━━━ GIVEN DATA ━━━
//! Graph node model

use serde::{de, Deserialize, Deserializer, Serialize, Serializer};
use std::fmt;

use super::span::Location;
use crate::features::type_parsing::domain::CollectionSemantics;

/// Dense node index, rendered as a stringified integer
#[derive(Debug, Clone, Copy, PartialEq, Eq, Hash, PartialOrd, Ord)]
pub struct NodeId(pub u32);

impl NodeId {
    #[inline]
    pub fn index(self) -> usize {
        self.0 as usize
    }
}

impl fmt::Display for NodeId {
    fn fmt(&self, f: &mut fmt::Formatter<'_>) -> fmt::Result {
        write!(f, "{}", self.0)
    }
}

impl Serialize for NodeId {
    fn serialize<S: Serializer>(&self, serializer: S) -> Result<S::Ok, S::Error> {
        serializer.collect_str(self)
    }
}

impl<'de> Deserialize<'de> for NodeId {
    fn deserialize<D: Deserializer<'de>>(deserializer: D) -> Result<Self, D::Error> {
        let raw = String::deserialize(deserializer)?;
        raw.parse::<u32>()
            .map(NodeId)
            .map_err(|_| de::Error::custom(format!("invalid node id '{}'", raw)))
    }
}

/// Pipeline stage category
#[derive(Debug, Clone, Copy, PartialEq, Eq, Hash, PartialOrd, Ord, Serialize, Deserialize)]
pub enum NodeType {
    Source,
    Sink,
    Transform,
    Join,
    Network,
    Aggregation,
    Tee,
}

impl NodeType {
    pub const ALL: [NodeType; 7] = [
        NodeType::Source,
        NodeType::Transform,
        NodeType::Join,
        NodeType::Aggregation,
        NodeType::Network,
        NodeType::Sink,
        NodeType::Tee,
    ];

    pub fn as_str(&self) -> &'static str {
        match self {
            NodeType::Source => "Source",
            NodeType::Sink => "Sink",
            NodeType::Transform => "Transform",
            NodeType::Join => "Join",
            NodeType::Network => "Network",
            NodeType::Aggregation => "Aggregation",
            NodeType::Tee => "Tee",
        }
    }
}

impl fmt::Display for NodeType {
    fn fmt(&self, f: &mut fmt::Formatter<'_>) -> fmt::Result {
        f.write_str(self.as_str())
    }
}

/// A pipeline stage
#[derive(Debug, Clone, PartialEq, Eq, Serialize, Deserialize)]
#[serde(rename_all = "camelCase")]
pub struct Node {
    pub id: NodeId,
    pub node_type: NodeType,

    /// Operator name
    pub short_label: String,

    /// Operator name plus truncated call-site text
    pub full_label: String,

    /// Normalized location type, e.g. `Tick<Process<Leader>>`
    #[serde(default, skip_serializing_if = "Option::is_none")]
    pub location_kind: Option<String>,

    /// Function-qualified tick binding name, e.g. `leader::tick`
    #[serde(default, skip_serializing_if = "Option::is_none")]
    pub tick_variable: Option<String>,

    /// Call-site position. Never part of node identity.
    #[serde(default, skip_serializing_if = "Option::is_none")]
    pub position: Option<Location>,

    #[serde(skip)]
    pub semantics: Option<CollectionSemantics>,
}

impl Node {
    pub fn new(id: NodeId, node_type: NodeType, short_label: impl Into<String>) -> Self {
        let short_label = short_label.into();
        Self {
            id,
            node_type,
            full_label: short_label.clone(),
            short_label,
            location_kind: None,
            tick_variable: None,
            position: None,
            semantics: None,
        }
    }

    pub fn with_location_kind(mut self, location_kind: impl Into<String>) -> Self {
        self.location_kind = Some(location_kind.into());
        self
    }

    pub fn with_tick_variable(mut self, tick_variable: impl Into<String>) -> Self {
        self.tick_variable = Some(tick_variable.into());
        self
    }

    pub fn has_location(&self) -> bool {
        self.location_kind.is_some()
    }
}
━━━
__TASK DESCRIPTION__. An exact repeat of the lines from the one containing "pub fn with_tick_variable(mut" through the final line of the entries is the whole answer.

__ANSWER BELOW__.
    pub fn with_tick_variable(mut self, tick_variable: impl Into<String>) -> Self {
        self.tick_variable = Some(tick_variable.into());
        self
    }

    pub fn has_location(&self) -> bool {
        self.location_kind.is_some()
    }
}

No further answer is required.